Always be humble and kind (which is actually a song by Tim McGraw but I find country music has so many good and strong messages). Just be nice. It doesn’t cost you anything but your small act of kindness can make such a huge difference in someone’s day, week year or even life. If anyone came to me and told me that my children were kind children, I think I’d die with pride. I don’t care what job they do, who they love or how they dress… as long as they are nice to others. Leslie, Messy Blog UK.
I don’t know if it’s a value but ‘always do the washing up before you go to bed’ – there’s absolutely nothing worse than waking up to a sink full of dirty dishes! Sarah, Toby Goes Bananas.
It’s not selfish to look after yourself too. Make sure you know how to take care of yourself physically and mentally. Chelle, Free Spirited.
I think it’s important for our children to learn to be grateful for what they have – teaching them that spending time together is much more important than material things and that it’s always good to give back to those in need. Donating toys to charity or just doing something nice for someone out of the blue to show you care. Amanda, Mrs Warburton.
Always give up your seat if you see someone who needs it more. Becky, The Mummy Adventure.
Manners cost nothing. You will be surprised at how much a a smile or a please and thank you can make someone’s day as well as make the world a better place. Sarah, Boo Roo and Tigger Too.
I think this is something that we need to instil in our children from an early age, firstly by setting the example ourselves. Children need to understand that alcohol is not something to be abused, and they never want to be in a position where they’re vulnerable as a result of alcohol or worse, having to call drink driving lawyers because they’re done something horribly irresponsible to harm others.
I think it’s really important to try and assume that people are acting with positive intentions rather than being wary and looking for negativity in what people say and do. Hannah, Budding Smiles.
Hard work is important. Nothing comes for free, you need to work for it. Whether that’s working hard at school to get the grades you need for uni or working hard in a job to get a promotion or pay rise or even working hard at home so that you can stay at home to raise your babies. Leslie, Messy Blog UK.
You don’t have to be the first person to do everything or have everything. Take life at your own pace and always try to better yourself, but without comparing yourself and what you have to what other people have or haven’t got.

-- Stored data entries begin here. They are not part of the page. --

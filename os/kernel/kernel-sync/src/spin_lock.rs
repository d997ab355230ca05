use crate::RawSpin;
use core::cell::UnsafeCell;
use core::ops::{Deref, DerefMut};

/// A spin lock owning its value, for short sections that must appear atomic
/// to every other allocator call, e.g. carving a fresh arena into blocks.
///
/// Unlike [`SpinMutex`](crate::SpinMutex) it is not meant to be held across
/// calls into other subsystems; `SpinLock<()>` is the common form.
pub struct SpinLock<T> {
    raw: RawSpin,
    inner: UnsafeCell<T>,
}

// Safety: the raw lock serializes all access; only T: Send may cross threads.
unsafe impl<T: Send> Sync for SpinLock<T> {}

impl<T> SpinLock<T> {
    pub const fn new(inner: T) -> Self {
        Self {
            raw: RawSpin::new(),
            inner: UnsafeCell::new(inner),
        }
    }

    #[inline]
    pub fn try_lock(&self) -> Option<SpinLockGuard<'_, T>> {
        self.raw.try_lock().then(|| SpinLockGuard { lock: self })
    }

    #[inline]
    pub fn lock(&self) -> SpinLockGuard<'_, T> {
        self.raw.lock();
        SpinLockGuard { lock: self }
    }

    #[inline]
    pub fn with_lock<R>(&self, f: impl FnOnce(&mut T) -> R) -> R {
        f(&mut self.lock())
    }

    #[inline]
    pub fn is_locked(&self) -> bool {
        self.raw.is_locked()
    }

    #[inline]
    pub const fn get_mut(&mut self) -> &mut T {
        self.inner.get_mut()
    }

    #[inline]
    pub fn into_inner(self) -> T {
        self.inner.into_inner()
    }
}

impl<T: Default> Default for SpinLock<T> {
    fn default() -> Self {
        Self::new(T::default())
    }
}

/// Holds a [`SpinLock`] until dropped.
pub struct SpinLockGuard<'a, T> {
    lock: &'a SpinLock<T>,
}

impl<T> Deref for SpinLockGuard<'_, T> {
    type Target = T;

    fn deref(&self) -> &T {
        unsafe { &*self.lock.inner.get() }
    }
}

impl<T> DerefMut for SpinLockGuard<'_, T> {
    fn deref_mut(&mut self) -> &mut T {
        unsafe { &mut *self.lock.inner.get() }
    }
}

impl<T> Drop for SpinLockGuard<'_, T> {
    fn drop(&mut self) {
        // Safety: a guard exists only while the lock is held.
        unsafe { self.lock.raw.unlock() }
    }
}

It’s one of the things we are really hoping to instil in Elian, at the moment we are simplifying our lives and teaching ourselves not to compare to others as everyones situation is different, but I still want him to have ambition and drive for himself. Chantele, Two Hearts One Roof.
I love all of these ideas, and the fact that some are practical and others, more character-driven. What values would you hope to instil in your child?
Disclosure: This is a sponsored post.